A glitch became apparent in Sacramento's new citizens advisory committee on redistricting, but the City Council moved quickly Tuesday evening to try to fix it.
Once the mayor and each council member picked one member, and four others were nominated through the usual committee process, it turned out that there was not a single Latino on the panel.
Several Latino political and civic activists showed up at Tuesday's meeting to point that out -- and to urge the council to stand behind its pledge to have a committee that reflects Sacramento's diversity.
A "glaring omission," Councilman Kevin McCarty called it.
It also turned out, however, that no eligible Latino applicants stepped forward, apparently because the word didn't get out or because of confusion about the application process, or a combination of both.
At the suggestion of Councilwoman Angelique Ashby (who originally opposed creating the committee), the council voted unanimously to add two members to the panel, who presumably will be Latino.

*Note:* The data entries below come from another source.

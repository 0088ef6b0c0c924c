//! Key Derivation Module
//!
//! Computes a cache key from an operation's logical arguments.
//!
//! The important subtlety lives in the suspending call shape: a suspending
//! operation's underlying call carries one synthetic trailing parameter (a
//! completion token that hands control back to the caller). That token is
//! unique per call and is NOT a logical argument, so it must be stripped
//! before the key is built. Without the strip, two suspending calls with
//! identical logical arguments derive different keys and caching is silently
//! defeated for every suspending operation.

use std::fmt;
use std::sync::atomic::{AtomicU64, Ordering};

use crate::error::{CacheError, Result};

// == Key Part ==
/// One logical argument value, compared and hashed structurally.
#[derive(Debug, Clone, PartialEq, Eq, Hash)]
pub enum KeyPart {
    /// Signed integer argument
    Int(i64),
    /// Unsigned integer argument
    Uint(u64),
    /// String argument
    Str(String),
    /// Boolean argument
    Bool(bool),
    /// Synthetic completion token appended by the suspending call shape.
    /// Never part of a derived key.
    Token(u64),
}

impl From<i64> for KeyPart {
    fn from(v: i64) -> Self {
        KeyPart::Int(v)
    }
}

impl From<u64> for KeyPart {
    fn from(v: u64) -> Self {
        KeyPart::Uint(v)
    }
}

impl From<&str> for KeyPart {
    fn from(v: &str) -> Self {
        KeyPart::Str(v.to_string())
    }
}

impl From<String> for KeyPart {
    fn from(v: String) -> Self {
        KeyPart::Str(v)
    }
}

impl From<bool> for KeyPart {
    fn from(v: bool) -> Self {
        KeyPart::Bool(v)
    }
}

impl fmt::Display for KeyPart {
    fn fmt(&self, f: &mut fmt::Formatter<'_>) -> fmt::Result {
        match self {
            KeyPart::Int(v) => write!(f, "{}", v),
            KeyPart::Uint(v) => write!(f, "{}", v),
            KeyPart::Str(v) => write!(f, "{}", v),
            KeyPart::Bool(v) => write!(f, "{}", v),
            KeyPart::Token(v) => write!(f, "token#{}", v),
        }
    }
}

// == Cache Key ==
/// Derived lookup key for one cached operation call.
///
/// Equality and hashing are structural over the ordered argument values.
#[derive(Debug, Clone, PartialEq, Eq, Hash)]
pub enum CacheKey {
    /// No logical arguments
    Unit,
    /// Exactly one logical argument: the key is that value
    Single(KeyPart),
    /// Two or more logical arguments: ordered composite
    Composite(Vec<KeyPart>),
}

impl fmt::Display for CacheKey {
    fn fmt(&self, f: &mut fmt::Formatter<'_>) -> fmt::Result {
        match self {
            CacheKey::Unit => write!(f, "()"),
            CacheKey::Single(part) => write!(f, "{}", part),
            CacheKey::Composite(parts) => {
                write!(f, "(")?;
                for (i, part) in parts.iter().enumerate() {
                    if i > 0 {
                        write!(f, ", ")?;
                    }
                    write!(f, "{}", part)?;
                }
                write!(f, ")")
            }
        }
    }
}

// == Operation Signature ==
/// Token source for suspending call shapes. Each call gets a fresh token,
/// mirroring a runtime that allocates one completion handle per invocation.
static NEXT_TOKEN: AtomicU64 = AtomicU64::new(1);

/// The ordered argument list of one operation call, plus its call shape.
///
/// Used transiently during key derivation; never stored.
#[derive(Debug, Clone)]
pub struct OperationSignature {
    /// Underlying call parameters, in order
    params: Vec<KeyPart>,
    /// True when the call shape appends a trailing completion token
    is_suspending: bool,
}

impl OperationSignature {
    /// Builds the signature of a blocking call: parameters are exactly the
    /// logical arguments.
    pub fn blocking<I, P>(args: I) -> Self
    where
        I: IntoIterator<Item = P>,
        P: Into<KeyPart>,
    {
        Self {
            params: args.into_iter().map(Into::into).collect(),
            is_suspending: false,
        }
    }

    /// Builds the signature of a suspending call: the logical arguments plus
    /// one fresh completion token as the trailing parameter, matching what
    /// the underlying call actually carries.
    pub fn suspending<I, P>(args: I) -> Self
    where
        I: IntoIterator<Item = P>,
        P: Into<KeyPart>,
    {
        let mut params: Vec<KeyPart> = args.into_iter().map(Into::into).collect();
        params.push(KeyPart::Token(NEXT_TOKEN.fetch_add(1, Ordering::Relaxed)));
        Self {
            params,
            is_suspending: true,
        }
    }

    /// Returns the underlying parameters, in order.
    #[cfg(test)]
    pub fn params(&self) -> &[KeyPart] {
        &self.params
    }
}

// == Derive Key ==
/// Derives the cache key for one operation call.
///
/// Suspending signatures drop exactly their last parameter (the completion
/// token) first. The remaining logical arguments map to the key: zero
/// arguments give the unit key, one argument is used directly, more become
/// an ordered composite.
pub fn derive_key(signature: OperationSignature) -> Result<CacheKey> {
    let mut params = signature.params;

    if signature.is_suspending && params.pop().is_none() {
        return Err(CacheError::InvalidSignature(
            "suspending call shape carries no completion token".to_string(),
        ));
    }

    Ok(match params.len() {
        0 => CacheKey::Unit,
        1 => CacheKey::Single(params.remove(0)),
        _ => CacheKey::Composite(params),
    })
}
//! Response DTOs for the HTTP surface
//!
//! Entities and statistics snapshots serialize directly; these are the
//! remaining response bodies.

use serde::Serialize;

/// Response body for the health endpoint (GET /health)
#[derive(Debug, Clone, Serialize)]
pub struct HealthResponse {
    /// Health status (e.g. "healthy")
    pub status: String,
    /// Current timestamp in ISO 8601 format
    pub timestamp: String,
}

impl HealthResponse {
    /// Creates a new HealthResponse with the current timestamp.
    pub fn healthy() -> Self {
        Self {
            status: "healthy".to_string(),
            timestamp: chrono::Utc::now().to_rfc3339(),
        }
    }
}

/// Error response body for all error conditions
#[derive(Debug, Clone, Serialize)]
pub struct ErrorResponse {
    /// Error message describing what went wrong
    pub error: String,
}

impl ErrorResponse {
    /// Creates a new ErrorResponse.
    pub fn new(error: impl Into<String>) -> Self {
        Self {
            error: error.into(),
        }
    }
}
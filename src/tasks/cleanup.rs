//! Expiry Sweep Task
//!
//! Background task that periodically removes expired entries from every
//! declared cache. Lookups already drop expired entries lazily; the sweep
//! keeps rarely read caches from holding dead entries indefinitely.

use std::sync::Arc;
use std::time::Duration;

use tokio::task::JoinHandle;
use tracing::{debug, info};

use crate::cache::CacheRegistry;

/// Spawns a background task that periodically sweeps expired entries.
///
/// The task runs in an infinite loop, sleeping for the configured interval
/// between sweeps. Each sweep takes every store's write lock briefly, one
/// store at a time. Removals fire the store's eviction callback with cause
/// `Expired` and count toward its eviction statistics.
///
/// # Arguments
/// * `registry` - The declared caches to sweep
/// * `cleanup_interval_secs` - Interval in seconds between sweeps
///
/// # Returns
/// A JoinHandle for the spawned task, used to abort the task during
/// graceful shutdown.
pub fn spawn_cleanup_task(
    registry: Arc<CacheRegistry>,
    cleanup_interval_secs: u64,
) -> JoinHandle<()> {
    let interval = Duration::from_secs(cleanup_interval_secs);

    tokio::spawn(async move {
        info!(
            "Starting expiry sweep task with interval of {} seconds",
            cleanup_interval_secs
        );

        loop {
            tokio::time::sleep(interval).await;

            let mut removed = 0;
            for (name, store) in registry.stores() {
                let count = store.write().await.cleanup_expired();
                if count > 0 {
                    debug!(cache = name, removed = count, "swept expired entries");
                }
                removed += count;
            }

            if removed > 0 {
                info!("Expiry sweep: removed {} expired entries", removed);
            } else {
                debug!("Expiry sweep: no expired entries found");
            }
        }
    })
}
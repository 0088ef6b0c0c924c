//! Background Tasks Module
//!
//! Contains background tasks that run periodically during server operation.
//!
//! # Tasks
//! - Expiry sweep: removes expired entries from every declared cache at
//!   configured intervals

mod cleanup;

pub use cleanup::spawn_cleanup_task;
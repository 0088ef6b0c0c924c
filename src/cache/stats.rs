//! Cache Statistics Module
//!
//! Tracks per-cache performance metrics: hits, misses, load outcomes and
//! timings, evictions. Counters are monotonically non-decreasing for the
//! process lifetime; a snapshot derives the rate metrics on request.

use serde::Serialize;

use crate::cache::policy::EvictionCause;

// == Cache Stats ==
/// Live per-cache counters, updated on every cache operation.
///
/// Mutation goes through the owning store's lock, which makes the updates
/// safe under concurrent callers.
#[derive(Debug, Clone, Default)]
pub struct CacheStats {
    hits: u64,
    misses: u64,
    load_successes: u64,
    load_failures: u64,
    total_load_time_nanos: u64,
    evictions: u64,
    eviction_weight: u64,
}

impl CacheStats {
    // == Constructor ==
    /// Creates a new CacheStats with all counters at zero.
    pub fn new() -> Self {
        Self::default()
    }

    // == Record Hit ==
    /// Records a lookup that returned a cached value.
    pub fn record_hit(&mut self) {
        self.hits += 1;
    }

    // == Record Miss ==
    /// Records a lookup that found no usable entry (absent or expired).
    pub fn record_miss(&mut self) {
        self.misses += 1;
    }

    // == Record Load Success ==
    /// Records a loader invocation that produced a value.
    pub fn record_load_success(&mut self, duration_nanos: u64) {
        self.load_successes += 1;
        self.total_load_time_nanos += duration_nanos;
    }

    // == Record Load Failure ==
    /// Records a loader invocation that failed.
    pub fn record_load_failure(&mut self, duration_nanos: u64) {
        self.load_failures += 1;
        self.total_load_time_nanos += duration_nanos;
    }

    // == Record Eviction ==
    /// Records an entry removal. Only automatic removals (capacity, expiry)
    /// count; explicit invalidations pass through unchanged.
    pub fn record_eviction(&mut self, weight: u64, cause: EvictionCause) {
        if cause.was_evicted() {
            self.evictions += 1;
            self.eviction_weight += weight;
        }
    }

    // == Snapshot ==
    /// Produces an immutable point-in-time view, including the derived rate
    /// metrics. `estimated_size` is supplied by the owning store.
    pub fn snapshot(&self, estimated_size: usize) -> StatsSnapshot {
        let request_count = self.hits + self.misses;
        let load_count = self.load_successes + self.load_failures;

        // Rate convention when nothing has been requested yet: every lookup
        // so far (all zero of them) was a hit, so hit_rate is 1.0 and
        // miss_rate is 0.0.
        let (hit_rate, miss_rate) = if request_count == 0 {
            (1.0, 0.0)
        } else {
            (
                self.hits as f64 / request_count as f64,
                self.misses as f64 / request_count as f64,
            )
        };

        let (load_failure_rate, average_load_penalty) = if load_count == 0 {
            (0.0, 0.0)
        } else {
            (
                self.load_failures as f64 / load_count as f64,
                self.total_load_time_nanos as f64 / load_count as f64,
            )
        };

        StatsSnapshot {
            estimated_size,
            hit_count: self.hits,
            miss_count: self.misses,
            request_count,
            hit_rate,
            miss_rate,
            load_count,
            load_success_count: self.load_successes,
            load_failure_count: self.load_failures,
            load_failure_rate,
            total_load_time: self.total_load_time_nanos,
            average_load_penalty,
            eviction_count: self.evictions,
            eviction_weight: self.eviction_weight,
        }
    }
}

// == Stats Snapshot ==
/// Immutable point-in-time read of one cache's statistics.
///
/// Serialized with the camelCase field names the reporting surface expects.
#[derive(Debug, Clone, Serialize)]
#[serde(rename_all = "camelCase")]
pub struct StatsSnapshot {
    /// Entry count at snapshot time; an estimate under concurrent mutation
    pub estimated_size: usize,
    /// Lookups that returned a cached value
    pub hit_count: u64,
    /// Lookups that found no usable entry
    pub miss_count: u64,
    /// hit_count + miss_count
    pub request_count: u64,
    /// hit_count / request_count (1.0 when no requests yet)
    pub hit_rate: f64,
    /// miss_count / request_count (0.0 when no requests yet)
    pub miss_rate: f64,
    /// Total loader invocations
    pub load_count: u64,
    /// Loader invocations that produced a value
    pub load_success_count: u64,
    /// Loader invocations that failed
    pub load_failure_count: u64,
    /// load_failure_count / load_count (0.0 when no loads yet)
    pub load_failure_rate: f64,
    /// Total nanoseconds spent in loaders
    pub total_load_time: u64,
    /// Average nanoseconds per loader invocation
    pub average_load_penalty: f64,
    /// Automatic removals (capacity, expiry)
    pub eviction_count: u64,
    /// Sum of weights of evicted entries
    pub eviction_weight: u64,
}
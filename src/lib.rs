//! A multiplexing proxy that presents several LSP backends to an editor as a single
//! language server.

pub mod backend;
pub mod capabilities;
pub mod config;
pub mod engine;
pub mod message;
pub mod router;
pub mod transport;

pub fn version() -> &'static str {
    env!("CARGO_PKG_VERSION")
}
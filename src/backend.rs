//! Per-backend runtime state: the capabilities a backend advertised at `initialize`,
//! its outbound id counter, and the map from backend-local id back to whatever the
//! proxy needs to route the eventual response.

use std::collections::HashMap;

use jsonrpc_core::Id;
use serde_json::Value;

use crate::capabilities;
use crate::config::BackendConfig;
use crate::transport::TransportWriter;

/// What a pending outbound (proxy→backend) request maps back to.
#[derive(Debug, Clone)]
pub enum Pending {
    /// Forwarded on behalf of a single client request; translate the response's id
    /// back to `id` and forward it, unless `method` says otherwise (aggregates are
    /// tracked separately by the Router).
    Client { id: Id, method: String },
    /// Issued by the Router itself on behalf of a Pending Aggregate (`initialize`,
    /// `shutdown`, `textDocument/codeAction`); `client_id` identifies which one.
    Aggregate { client_id: Id, method: String },
}

pub struct BackendState {
    pub config: BackendConfig,
    pub writer: TransportWriter,
    /// Set exactly once, from the `initialize` response, then immutable.
    capabilities: Value,
    next_id: u64,
    pending: HashMap<u64, Pending>,
    pub initialized: bool,
    pub dead: bool,
}

impl BackendState {
    pub fn new(config: BackendConfig, writer: TransportWriter) -> Self {
        BackendState {
            config,
            writer,
            capabilities: Value::Null,
            next_id: 1,
            pending: HashMap::new(),
            initialized: false,
            dead: false,
        }
    }

    pub fn is_primary(&self) -> bool {
        self.config.is_primary
    }

    /// Allocates a fresh backend-local id and records what the eventual response
    /// should map back to.
    pub fn reserve_id(&mut self, pending: Pending) -> u64 {
        let id = self.next_id;
        self.next_id += 1;
        self.pending.insert(id, pending);
        id
    }

    /// Pops the pending entry for a backend-local id, if any. Unknown ids (a backend
    /// replying to something it was never asked, or replying twice) return `None`;
    /// callers log and drop.
    pub fn take_pending(&mut self, backend_id: u64) -> Option<Pending> {
        self.pending.remove(&backend_id)
    }

    /// All ids still awaiting a response, used to answer them with an error when the
    /// backend dies mid-session.
    pub fn drain_pending(&mut self) -> Vec<Pending> {
        self.pending.drain().map(|(_, v)| v).collect()
    }

    /// Backend-local ids whose originating client request (or aggregate) is `target`,
    /// used to propagate `$/cancelRequest`.
    pub fn pending_ids_for_client(&self, target: &Id) -> Vec<u64> {
        self.pending
            .iter()
            .filter(|(_, pending)| match pending {
                Pending::Client { id, .. } => id == target,
                Pending::Aggregate { client_id, .. } => client_id == target,
            })
            .map(|(backend_id, _)| *backend_id)
            .collect()
    }

    pub fn set_capabilities(&mut self, capabilities: Value) {
        self.capabilities = capabilities;
    }

    pub fn capabilities(&self) -> &Value {
        &self.capabilities
    }

    pub fn supports(&self, method: &str) -> bool {
        capabilities::supports_method(&self.capabilities, method)
    }

    pub fn supports_command(&self, command: &str) -> bool {
        capabilities::supports_command(&self.capabilities, command)
    }
}

#[cfg(test)]
mod test {
    use super::*;
    use crate::config::Endpoint;
    use crate::transport::Transport;
    use std::io;

    fn state() -> BackendState {
        let config = BackendConfig {
            endpoint: Endpoint::Process { cmd: "true".into(), args: vec![] },
            initialization_options: Value::Null,
            use_completion: false,
            use_signature_help: false,
            use_formatting: false,
            use_execute_command: false,
            use_diagnostics: true,
            is_primary: true,
        };
        let transport = Transport::new(
            Box::new(io::BufReader::new(io::empty())),
            Box::new(io::sink()),
        );
        let (_reader, writer) = transport.split();
        BackendState::new(config, writer)
    }

    #[test]
    fn ids_are_monotonically_increasing_and_unique() {
        let mut s = state();
        let a = s.reserve_id(Pending::Client { id: Id::Num(1), method: "x".into() });
        let b = s.reserve_id(Pending::Client { id: Id::Num(2), method: "y".into() });
        assert_ne!(a, b);
        assert!(b > a);
    }

    #[test]
    fn take_pending_removes_the_entry() {
        let mut s = state();
        let id = s.reserve_id(Pending::Client { id: Id::Num(5), method: "m".into() });
        assert!(s.take_pending(id).is_some());
        assert!(s.take_pending(id).is_none());
    }

    #[test]
    fn unknown_id_is_none() {
        let mut s = state();
        assert!(s.take_pending(999).is_none());
    }

    #[test]
    fn capabilities_drive_supports() {
        let mut s = state();
        assert!(!s.supports("textDocument/completion"));
        s.set_capabilities(serde_json::json!({ "completionProvider": {} }));
        assert!(s.supports("textDocument/completion"));
    }

    #[test]
    fn drain_pending_empties_the_map() {
        let mut s = state();
        s.reserve_id(Pending::Client { id: Id::Num(1), method: "a".into() });
        s.reserve_id(Pending::Client { id: Id::Num(2), method: "b".into() });
        let drained = s.drain_pending();
        assert_eq!(drained.len(), 2);
        assert_eq!(s.drain_pending().len(), 0);
    }
}
//! Configuration: a JSON array of backend descriptions, passed as the proxy's sole
//! command-line argument.

use std::fmt;
use std::fs;
use std::path::Path;

use serde_derive::Deserialize;
use serde_json::Value;

/// How a single backend is reached.
#[derive(Clone, Debug, PartialEq)]
pub enum Endpoint {
    Process { cmd: String, args: Vec<String> },
    Tcp { host: String, port: u16 },
}

/// One element of the configuration array, after validation.
#[derive(Clone, Debug)]
pub struct BackendConfig {
    pub endpoint: Endpoint,
    pub initialization_options: Value,
    pub use_completion: bool,
    pub use_signature_help: bool,
    pub use_formatting: bool,
    pub use_execute_command: bool,
    pub use_diagnostics: bool,
    /// `true` for the first element of the array; the primary receives every
    /// non-routable client request.
    pub is_primary: bool,
}

fn default_host() -> String {
    "127.0.0.1".to_owned()
}

fn default_true() -> bool {
    true
}

/// The raw, as-written shape of one configuration element. Deserialized first, then
/// checked and turned into a [`BackendConfig`].
#[derive(Clone, Debug, Deserialize)]
#[serde(default)]
struct RawBackendConfig {
    cmd: Option<String>,
    args: Vec<String>,
    port: Option<u16>,
    #[serde(default = "default_host")]
    host: String,
    #[serde(rename = "initializationOptions")]
    initialization_options: Value,
    #[serde(rename = "useCompletion")]
    use_completion: bool,
    #[serde(rename = "useSignatureHelp")]
    use_signature_help: bool,
    #[serde(rename = "useFormatting")]
    use_formatting: bool,
    #[serde(rename = "useExecuteCommand")]
    use_execute_command: bool,
    #[serde(rename = "useDiagnostics", default = "default_true")]
    use_diagnostics: bool,
}

impl Default for RawBackendConfig {
    fn default() -> Self {
        RawBackendConfig {
            cmd: None,
            args: Vec::new(),
            port: None,
            host: default_host(),
            initialization_options: Value::Null,
            use_completion: false,
            use_signature_help: false,
            use_formatting: false,
            use_execute_command: false,
            use_diagnostics: true,
        }
    }
}

#[derive(Debug)]
pub struct ConfigError(pub String);

impl fmt::Display for ConfigError {
    fn fmt(&self, f: &mut fmt::Formatter<'_>) -> fmt::Result {
        write!(f, "{}", self.0)
    }
}

impl std::error::Error for ConfigError {}

/// Reads and validates the configuration file at `path`.
pub fn load(path: &Path) -> Result<Vec<BackendConfig>, ConfigError> {
    let text = fs::read_to_string(path)
        .map_err(|e| ConfigError(format!("cannot read config file {}: {}", path.display(), e)))?;
    parse(&text)
}

/// Parses and validates configuration text. Split out from [`load`] for testability.
pub fn parse(text: &str) -> Result<Vec<BackendConfig>, ConfigError> {
    let raw: Vec<RawBackendConfig> = serde_json::from_str(text)
        .map_err(|e| ConfigError(format!("malformed configuration: {}", e)))?;

    if raw.is_empty() {
        return Err(ConfigError("configuration array must contain at least one backend".into()));
    }

    raw.into_iter()
        .enumerate()
        .map(|(i, entry)| {
            let endpoint = match (&entry.cmd, entry.port) {
                (Some(cmd), None) => {
                    Endpoint::Process { cmd: cmd.clone(), args: entry.args.clone() }
                }
                (None, Some(port)) => Endpoint::Tcp { host: entry.host.clone(), port },
                (Some(_), Some(_)) => {
                    return Err(ConfigError(format!(
                        "backend {}: 'cmd' and 'port' are mutually exclusive",
                        i
                    )))
                }
                (None, None) => {
                    return Err(ConfigError(format!(
                        "backend {}: one of 'cmd' or 'port' is required",
                        i
                    )))
                }
            };

            Ok(BackendConfig {
                endpoint,
                initialization_options: entry.initialization_options,
                use_completion: entry.use_completion,
                use_signature_help: entry.use_signature_help,
                use_formatting: entry.use_formatting,
                use_execute_command: entry.use_execute_command,
                use_diagnostics: entry.use_diagnostics,
                is_primary: i == 0,
            })
        })
        .collect()
}

#[cfg(test)]
mod test {
    use super::*;

    #[test]
    fn parses_minimal_stdio_backend() {
        let backends = parse(r#"[{"cmd": "rust-analyzer"}]"#).unwrap();
        assert_eq!(backends.len(), 1);
        assert!(backends[0].is_primary);
        assert!(backends[0].use_diagnostics);
        match &backends[0].endpoint {
            Endpoint::Process { cmd, args } => {
                assert_eq!(cmd, "rust-analyzer");
                assert!(args.is_empty());
            }
            Endpoint::Tcp { .. } => panic!("expected a process endpoint"),
        }
    }

    #[test]
    fn parses_tcp_backend_with_default_host() {
        let backends = parse(r#"[{"cmd": "a"}, {"port": 4000}]"#).unwrap();
        match &backends[1].endpoint {
            Endpoint::Tcp { host, port } => {
                assert_eq!(host, "127.0.0.1");
                assert_eq!(*port, 4000);
            }
            Endpoint::Process { .. } => panic!("expected a tcp endpoint"),
        }
        assert!(!backends[1].is_primary);
    }

    #[test]
    fn rejects_both_cmd_and_port() {
        let err = parse(r#"[{"cmd": "a", "port": 1}]"#).unwrap_err();
        assert!(err.0.contains("mutually exclusive"));
    }

    #[test]
    fn rejects_neither_cmd_nor_port() {
        let err = parse(r#"[{"useCompletion": true}]"#).unwrap_err();
        assert!(err.0.contains("required"));
    }

    #[test]
    fn rejects_empty_array() {
        let err = parse("[]").unwrap_err();
        assert!(err.0.contains("at least one"));
    }

    #[test]
    fn only_first_backend_is_primary() {
        let backends = parse(r#"[{"cmd": "a"}, {"cmd": "b"}, {"cmd": "c"}]"#).unwrap();
        assert!(backends[0].is_primary);
        assert!(!backends[1].is_primary);
        assert!(!backends[2].is_primary);
    }

    #[test]
    fn use_diagnostics_defaults_true_but_can_be_disabled() {
        let backends = parse(r#"[{"cmd": "a"}, {"cmd": "b", "useDiagnostics": false}]"#).unwrap();
        assert!(backends[0].use_diagnostics);
        assert!(!backends[1].use_diagnostics);
    }

    #[test]
    fn preference_flags_default_false() {
        let backends = parse(r#"[{"cmd": "a"}]"#).unwrap();
        assert!(!backends[0].use_completion);
        assert!(!backends[0].use_signature_help);
        assert!(!backends[0].use_formatting);
        assert!(!backends[0].use_execute_command);
    }
}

The deadline is April 3 to apply online, but even on an accelerated schedule, the change could delay the committee's first meeting, which had been scheduled for April 11.
The committee, designed to increase public input into the process, has its work cut out. Census figures show that the population imbalance among the eight districts is even larger than projected, meaning district lines will likely have to be adjusted even more. It's always a politically fraught process, and is likely to be more so with the divisions and rivalries on this council.